[Available data]
use std::fs;

use serde_json::json;

mod common;

use common::{entry, expired_entry, home, parse_json, pslv, seed_snapshot};

fn seed_source(dir: &std::path::Path, name: &str, bytes: usize) -> std::path::PathBuf {
    let source = dir.join(format!("{name}.exe"));
    fs::write(&source, vec![0x5A; bytes]).expect("seed source");
    source
}

#[test]
fn install_copies_the_executable_and_writes_the_marker() {
    let home = home();
    let shared = tempfile::tempdir().unwrap();
    let source = seed_source(shared.path(), "Ledger", 10_000);
    seed_snapshot(
        home.path(),
        &json!([entry("Ledger", source.to_str().unwrap())]),
    );

    let assert = pslv(home.path())
        .args(["--json", "install", "Ledger"])
        .assert()
        .success();

    let payload = parse_json(&assert);
    assert_eq!(payload["status"], "ok");
    assert_eq!(payload["details"]["version"], "2.0");

    let install_dir = home.path().join("apps").join("Ledger");
    assert_eq!(
        fs::read(install_dir.join("Ledger.exe")).unwrap(),
        vec![0x5A; 10_000]
    );
    assert_eq!(
        fs::read_to_string(install_dir.join("version.txt")).unwrap().trim(),
        "2.0"
    );
}

#[test]
fn install_twice_points_at_launch() {
    let home = home();
    let shared = tempfile::tempdir().unwrap();
    let source = seed_source(shared.path(), "Ledger", 128);
    seed_snapshot(
        home.path(),
        &json!([entry("Ledger", source.to_str().unwrap())]),
    );

    pslv(home.path()).args(["install", "Ledger"]).assert().success();
    let assert = pslv(home.path())
        .args(["--json", "install", "Ledger"])
        .assert()
        .failure()
        .code(1);

    let payload = parse_json(&assert);
    assert!(payload["message"]
        .as_str()
        .unwrap_or_default()
        .contains("already installed"));
    assert!(payload["details"]["hint"]
        .as_str()
        .unwrap_or_default()
        .contains("pslv launch Ledger"));
}

#[test]
fn install_with_a_missing_source_fails_cleanly() {
    let home = home();
    seed_snapshot(
        home.path(),
        &json!([entry("Ledger", "/nowhere/Ledger.exe")]),
    );

    let assert = pslv(home.path())
        .args(["--json", "install", "Ledger"])
        .assert()
        .failure()
        .code(2);

    let payload = parse_json(&assert);
    assert_eq!(payload["status"], "error");
    assert!(payload["details"]["error"]
        .as_str()
        .unwrap_or_default()
        .contains("source file not found"));
}

#[test]
fn install_refuses_expired_entries() {
    let home = home();
    seed_snapshot(home.path(), &json!([expired_entry("Abacus")]));

    let assert = pslv(home.path())
        .args(["--json", "install", "Abacus"])
        .assert()
        .failure()
        .code(1);

    let payload = parse_json(&assert);
    assert!(payload["message"]
        .as_str()
        .unwrap_or_default()
        .contains("UAT Period Expired"));
}

#[test]
fn update_reinstalls_when_the_marker_is_stale() {
    let home = home();
    let shared = tempfile::tempdir().unwrap();
    let source = seed_source(shared.path(), "Ledger", 2048);
    seed_snapshot(
        home.path(),
        &json!([entry("Ledger", source.to_str().unwrap())]),
    );

    // An earlier install recorded version 1.5; the catalog now says 2.0.
    let install_dir = home.path().join("apps").join("Ledger");
    fs::create_dir_all(&install_dir).unwrap();
    fs::write(install_dir.join("Ledger.exe"), b"old build").unwrap();
    fs::write(install_dir.join("version.txt"), "1.5\n").unwrap();

    let assert = pslv(home.path())
        .args(["--json", "update", "Ledger"])
        .assert()
        .success();

    let payload = parse_json(&assert);
    assert!(payload["message"]
        .as_str()
        .unwrap_or_default()
        .contains("updated Ledger to version 2.0"));
    assert_eq!(
        fs::read(install_dir.join("Ledger.exe")).unwrap(),
        vec![0x5A; 2048]
    );
    assert_eq!(
        fs::read_to_string(install_dir.join("version.txt")).unwrap().trim(),
        "2.0"
    );
}

#[test]
fn update_of_a_current_install_is_a_user_error() {
    let home = home();
    let shared = tempfile::tempdir().unwrap();
    let source = seed_source(shared.path(), "Ledger", 64);
    seed_snapshot(
        home.path(),
        &json!([entry("Ledger", source.to_str().unwrap())]),
    );

    pslv(home.path()).args(["install", "Ledger"]).assert().success();
    let assert = pslv(home.path())
        .args(["--json", "update", "Ledger"])
        .assert()
        .failure()
        .code(1);

    let payload = parse_json(&assert);
    assert!(payload["message"]
        .as_str()
        .unwrap_or_default()
        .contains("already on the catalog version"));
}

#[test]
fn uninstall_requires_confirmation_then_removes_everything() {
    let home = home();
    let shared = tempfile::tempdir().unwrap();
    let source = seed_source(shared.path(), "Ledger", 64);
    seed_snapshot(
        home.path(),
        &json!([entry("Ledger", source.to_str().unwrap())]),
    );
    pslv(home.path()).args(["install", "Ledger"]).assert().success();

    let assert = pslv(home.path())
        .args(["--json", "uninstall", "Ledger"])
        .assert()
        .failure()
        .code(1);
    let payload = parse_json(&assert);
    assert!(payload["details"]["hint"]
        .as_str()
        .unwrap_or_default()
        .contains("--yes"));
    assert!(home.path().join("apps").join("Ledger").exists());

    pslv(home.path())
        .args(["uninstall", "Ledger", "--yes"])
        .assert()
        .success();
    assert!(!home.path().join("apps").join("Ledger").exists());
}

#[test]
fn uninstall_of_something_not_installed_is_a_user_error() {
    let home = home();
    seed_snapshot(home.path(), &json!([entry("Ledger", "/shared/Ledger.exe")]));

    let assert = pslv(home.path())
        .args(["--json", "uninstall", "Ledger", "--yes"])
        .assert()
        .failure()
        .code(1);
    let payload = parse_json(&assert);
    assert!(payload["message"]
        .as_str()
        .unwrap_or_default()
        .contains("not installed"));
}

#[test]
fn launch_requires_an_install_first() {
    let home = home();
    seed_snapshot(home.path(), &json!([entry("Ledger", "/shared/Ledger.exe")]));

    let assert = pslv(home.path())
        .args(["--json", "launch", "Ledger"])
        .assert()
        .failure()
        .code(1);

    let payload = parse_json(&assert);
    assert!(payload["message"]
        .as_str()
        .unwrap_or_default()
        .contains("not installed"));
    assert!(payload["details"]["hint"]
        .as_str()
        .unwrap_or_default()
        .contains("pslv install Ledger"));
}

#[test]
fn launch_surfaces_os_start_failures() {
    let home = home();
    let shared = tempfile::tempdir().unwrap();
    let source = seed_source(shared.path(), "Ledger", 64);
    seed_snapshot(
        home.path(),
        &json!([entry("Ledger", source.to_str().unwrap())]),
    );
    // The copied file has no execute permission, so the OS refuses it.
    pslv(home.path()).args(["install", "Ledger"]).assert().success();

    let assert = pslv(home.path())
        .args(["--json", "launch", "Ledger"])
        .assert()
        .failure()
        .code(2);

    let payload = parse_json(&assert);
    assert_eq!(payload["status"], "error");
    assert!(payload["message"]
        .as_str()
        .unwrap_or_default()
        .contains("failed to launch Ledger"));
}

#[test]
fn launch_refuses_expired_entries_with_the_terminal_message() {
    let home = home();
    seed_snapshot(home.path(), &json!([expired_entry("Abacus")]));

    let assert = pslv(home.path())
        .args(["--json", "launch", "Abacus"])
        .assert()
        .failure()
        .code(1);

    let payload = parse_json(&assert);
    assert!(payload["message"]
        .as_str()
        .unwrap_or_default()
        .contains("UAT Period Expired"));
    assert!(payload["details"]["hint"]
        .as_str()
        .unwrap_or_default()
        .contains("renewal"));
}
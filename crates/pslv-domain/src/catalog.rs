//! Typed catalog records and their construction from loose list rows.

use indexmap::IndexMap;
use serde::{Deserialize, Serialize};
use strum::{Display, EnumString};

use crate::access::AccessList;

/// One row as returned by the list service: ordered column name to value.
pub type RawRow = IndexMap<String, String>;

/// Column names the catalog list is expected to carry. An empty sync result
/// reports exactly this shape so callers can render a blank catalog.
pub const CATALOG_COLUMNS: &[&str] = &[
    columns::NAME,
    columns::DESCRIPTION,
    columns::EXECUTABLE_LOCATION,
    columns::ENVIRONMENT,
    columns::RELEASE_DATE,
    columns::VALIDITY_PERIOD_DAYS,
    columns::VERSION_NUMBER,
    columns::REGISTRATION_ID,
    columns::ACCESS,
];

pub mod columns {
    pub const NAME: &str = "name";
    pub const DESCRIPTION: &str = "description";
    pub const EXECUTABLE_LOCATION: &str = "executable_location";
    pub const ENVIRONMENT: &str = "environment";
    pub const RELEASE_DATE: &str = "release_date";
    pub const VALIDITY_PERIOD_DAYS: &str = "validity_period_days";
    pub const VERSION_NUMBER: &str = "version_number";
    pub const REGISTRATION_ID: &str = "registration_id";
    pub const ACCESS: &str = "access";
}

/// Deployment environment a solution is published under.
#[derive(
    Clone, Copy, Debug, PartialEq, Eq, Serialize, Deserialize, Display, EnumString, Default,
)]
#[serde(rename_all = "UPPERCASE")]
#[strum(serialize_all = "UPPERCASE", ascii_case_insensitive)]
pub enum Environment {
    Uat,
    #[default]
    Beta,
    Prod,
}

impl Environment {
    /// Unknown or missing values fall back to `BETA`, the least privileged
    /// tier.
    pub fn parse(raw: &str) -> Self {
        raw.trim().parse().unwrap_or_default()
    }
}

#[derive(Clone, Debug, PartialEq, Serialize, Deserialize)]
pub struct CatalogEntry {
    pub name: String,
    #[serde(default)]
    pub description: String,
    #[serde(default)]
    pub executable_location: String,
    #[serde(default)]
    pub environment: Environment,
    /// Kept as the wire string; expiry evaluation parses it fail-open.
    #[serde(default)]
    pub release_date: String,
    #[serde(default)]
    pub validity_period_days: Option<i64>,
    #[serde(default)]
    pub version_number: Option<String>,
    #[serde(default)]
    pub registration_id: Option<String>,
    #[serde(default)]
    pub access: AccessList,
}

impl CatalogEntry {
    /// Builds an entry from a list row, normalizing missing columns to empty
    /// values. Rows never fail to construct; malformed dates and versions are
    /// carried through and handled fail-open where they are evaluated.
    pub fn from_row(row: &RawRow) -> Self {
        let field = |key: &str| row.get(key).map(|v| v.trim().to_string()).unwrap_or_default();
        let optional = |key: &str| {
            let value = field(key);
            (!value.is_empty()).then_some(value)
        };

        let validity = field(columns::VALIDITY_PERIOD_DAYS);
        let validity_period_days = match validity.parse::<i64>() {
            Ok(days) => Some(days),
            Err(_) => {
                if !validity.is_empty() {
                    tracing::warn!(value = %validity, "unparseable validity period");
                }
                None
            }
        };

        Self {
            name: field(columns::NAME),
            description: field(columns::DESCRIPTION),
            executable_location: field(columns::EXECUTABLE_LOCATION),
            environment: Environment::parse(&field(columns::ENVIRONMENT)),
            release_date: field(columns::RELEASE_DATE),
            validity_period_days,
            version_number: optional(columns::VERSION_NUMBER),
            registration_id: optional(columns::REGISTRATION_ID),
            access: AccessList::parse(&field(columns::ACCESS)),
        }
    }

    /// Renders the entry back into row form for admin writes.
    pub fn to_row(&self) -> RawRow {
        let mut row = RawRow::new();
        row.insert(columns::NAME.into(), self.name.clone());
        row.insert(columns::DESCRIPTION.into(), self.description.clone());
        row.insert(
            columns::EXECUTABLE_LOCATION.into(),
            self.executable_location.clone(),
        );
        row.insert(columns::ENVIRONMENT.into(), self.environment.to_string());
        row.insert(columns::RELEASE_DATE.into(), self.release_date.clone());
        row.insert(
            columns::VALIDITY_PERIOD_DAYS.into(),
            self.validity_period_days
                .map(|days| days.to_string())
                .unwrap_or_default(),
        );
        row.insert(
            columns::VERSION_NUMBER.into(),
            self.version_number.clone().unwrap_or_default(),
        );
        row.insert(
            columns::REGISTRATION_ID.into(),
            self.registration_id.clone().unwrap_or_default(),
        );
        row.insert(columns::ACCESS.into(), self.access.as_column());
        row
    }

    pub fn is_registered(&self) -> bool {
        self.registration_id.is_some()
    }
}

#[cfg(test)]
mod tests {
    use super::*;

    fn row(pairs: &[(&str, &str)]) -> RawRow {
        pairs
            .iter()
            .map(|(k, v)| ((*k).to_string(), (*v).to_string()))
            .collect()
    }

    #[test]
    fn missing_columns_normalize_to_empty() {
        let entry = CatalogEntry::from_row(&row(&[(columns::NAME, "Ledger")]));
        assert_eq!(entry.name, "Ledger");
        assert_eq!(entry.description, "");
        assert_eq!(entry.environment, Environment::Beta);
        assert_eq!(entry.version_number, None);
        assert_eq!(entry.registration_id, None);
        assert!(!entry.access.grants("anyone"));
    }

    #[test]
    fn malformed_validity_survives_construction() {
        let entry = CatalogEntry::from_row(&row(&[
            (columns::NAME, "Ledger"),
            (columns::VALIDITY_PERIOD_DAYS, "soon"),
        ]));
        assert_eq!(entry.validity_period_days, None);
    }

    #[test]
    fn environment_parses_case_insensitively_with_beta_fallback() {
        assert_eq!(Environment::parse("prod"), Environment::Prod);
        assert_eq!(Environment::parse("UAT"), Environment::Uat);
        assert_eq!(Environment::parse("staging"), Environment::Beta);
        assert_eq!(Environment::parse(""), Environment::Beta);
    }

    #[test]
    fn row_round_trip_preserves_fields() {
        let entry = CatalogEntry::from_row(&row(&[
            (columns::NAME, "Ledger"),
            (columns::DESCRIPTION, "Monthly close helper"),
            (columns::EXECUTABLE_LOCATION, "/shared/ledger/Ledger.exe"),
            (columns::ENVIRONMENT, "PROD"),
            (columns::RELEASE_DATE, "2023-01-01"),
            (columns::VALIDITY_PERIOD_DAYS, "365"),
            (columns::VERSION_NUMBER, "2.0"),
            (columns::ACCESS, "everyone"),
        ]));
        let rebuilt = CatalogEntry::from_row(&entry.to_row());
        assert_eq!(entry, rebuilt);
    }
}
[/Available data]
Scan the records above for the string "CatalogEntry", and copy every line where it turns up.

pub struct CatalogEntry {
impl CatalogEntry {
        let entry = CatalogEntry::from_row(&row(&[(columns::NAME, "Ledger")]));
        let entry = CatalogEntry::from_row(&row(&[
        let entry = CatalogEntry::from_row(&row(&[
        let rebuilt = CatalogEntry::from_row(&entry.to_row());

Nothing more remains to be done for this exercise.